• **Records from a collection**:
○ ○ ○

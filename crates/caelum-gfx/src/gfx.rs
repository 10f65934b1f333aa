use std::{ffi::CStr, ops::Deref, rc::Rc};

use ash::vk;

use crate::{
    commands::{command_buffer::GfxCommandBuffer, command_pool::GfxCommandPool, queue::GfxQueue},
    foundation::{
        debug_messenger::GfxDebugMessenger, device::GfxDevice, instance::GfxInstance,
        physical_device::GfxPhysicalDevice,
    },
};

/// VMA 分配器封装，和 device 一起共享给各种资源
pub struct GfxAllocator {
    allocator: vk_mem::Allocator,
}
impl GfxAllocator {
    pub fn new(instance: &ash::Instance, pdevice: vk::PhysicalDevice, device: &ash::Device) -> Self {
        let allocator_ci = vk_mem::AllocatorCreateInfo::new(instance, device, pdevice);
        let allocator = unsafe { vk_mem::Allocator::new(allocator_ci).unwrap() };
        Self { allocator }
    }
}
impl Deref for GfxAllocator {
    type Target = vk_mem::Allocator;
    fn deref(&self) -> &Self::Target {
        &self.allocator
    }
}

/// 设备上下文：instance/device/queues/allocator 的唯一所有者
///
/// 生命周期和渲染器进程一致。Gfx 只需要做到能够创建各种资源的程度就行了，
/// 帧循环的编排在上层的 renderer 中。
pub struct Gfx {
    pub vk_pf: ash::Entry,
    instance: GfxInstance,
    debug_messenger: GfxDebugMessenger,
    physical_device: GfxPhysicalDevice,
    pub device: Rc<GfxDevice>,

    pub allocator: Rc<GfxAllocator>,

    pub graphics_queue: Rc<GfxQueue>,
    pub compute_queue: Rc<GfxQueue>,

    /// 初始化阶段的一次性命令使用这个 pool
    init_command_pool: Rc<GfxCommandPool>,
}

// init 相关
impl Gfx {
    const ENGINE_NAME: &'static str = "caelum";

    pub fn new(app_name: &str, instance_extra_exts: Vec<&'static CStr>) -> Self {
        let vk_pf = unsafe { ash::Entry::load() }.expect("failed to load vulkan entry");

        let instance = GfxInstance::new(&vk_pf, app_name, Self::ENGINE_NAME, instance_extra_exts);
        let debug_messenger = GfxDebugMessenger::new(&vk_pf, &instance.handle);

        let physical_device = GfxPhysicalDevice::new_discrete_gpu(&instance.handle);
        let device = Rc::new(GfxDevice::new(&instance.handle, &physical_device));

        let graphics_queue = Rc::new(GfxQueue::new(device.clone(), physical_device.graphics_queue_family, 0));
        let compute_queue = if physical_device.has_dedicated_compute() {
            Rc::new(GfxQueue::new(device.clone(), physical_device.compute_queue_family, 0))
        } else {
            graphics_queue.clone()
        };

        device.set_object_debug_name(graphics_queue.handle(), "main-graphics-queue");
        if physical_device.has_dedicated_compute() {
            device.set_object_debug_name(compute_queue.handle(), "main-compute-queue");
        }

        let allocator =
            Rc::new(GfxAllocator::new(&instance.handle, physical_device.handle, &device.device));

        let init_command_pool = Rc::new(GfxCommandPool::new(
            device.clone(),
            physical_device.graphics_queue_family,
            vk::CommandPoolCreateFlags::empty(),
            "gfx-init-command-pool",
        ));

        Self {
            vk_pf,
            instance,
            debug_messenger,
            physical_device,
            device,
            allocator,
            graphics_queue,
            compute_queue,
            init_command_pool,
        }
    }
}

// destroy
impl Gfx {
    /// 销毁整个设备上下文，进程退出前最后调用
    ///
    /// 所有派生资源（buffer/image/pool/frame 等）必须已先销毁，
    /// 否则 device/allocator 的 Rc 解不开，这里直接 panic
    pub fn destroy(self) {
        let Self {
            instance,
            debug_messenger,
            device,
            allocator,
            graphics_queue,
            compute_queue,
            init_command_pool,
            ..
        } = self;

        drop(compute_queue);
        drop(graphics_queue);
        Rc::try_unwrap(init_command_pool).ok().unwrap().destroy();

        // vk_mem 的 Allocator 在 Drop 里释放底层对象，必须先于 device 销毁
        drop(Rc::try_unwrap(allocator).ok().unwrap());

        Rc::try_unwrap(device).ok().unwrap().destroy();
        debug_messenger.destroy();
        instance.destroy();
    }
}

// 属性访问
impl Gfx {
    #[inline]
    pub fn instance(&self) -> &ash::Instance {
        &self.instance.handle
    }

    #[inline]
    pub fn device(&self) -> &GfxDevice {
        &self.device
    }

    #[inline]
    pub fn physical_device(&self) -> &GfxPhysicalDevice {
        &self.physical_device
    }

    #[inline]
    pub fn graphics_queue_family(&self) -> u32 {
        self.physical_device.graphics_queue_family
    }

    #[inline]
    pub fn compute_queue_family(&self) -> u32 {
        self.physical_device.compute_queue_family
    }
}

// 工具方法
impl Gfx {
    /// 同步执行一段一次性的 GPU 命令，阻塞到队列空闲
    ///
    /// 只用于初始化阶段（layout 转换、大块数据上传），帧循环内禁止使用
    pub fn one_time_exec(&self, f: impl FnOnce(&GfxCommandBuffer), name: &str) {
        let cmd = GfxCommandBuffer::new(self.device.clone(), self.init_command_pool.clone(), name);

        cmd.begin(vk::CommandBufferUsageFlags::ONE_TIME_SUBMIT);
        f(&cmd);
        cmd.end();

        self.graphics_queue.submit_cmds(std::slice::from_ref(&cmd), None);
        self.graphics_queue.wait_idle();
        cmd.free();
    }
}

○ ○ ○

• **TASK OBJECTIVE**: Give the number of lines above that contain "GfxDevice", and nothing more.

• **EXERCISE RESPONSE**: 4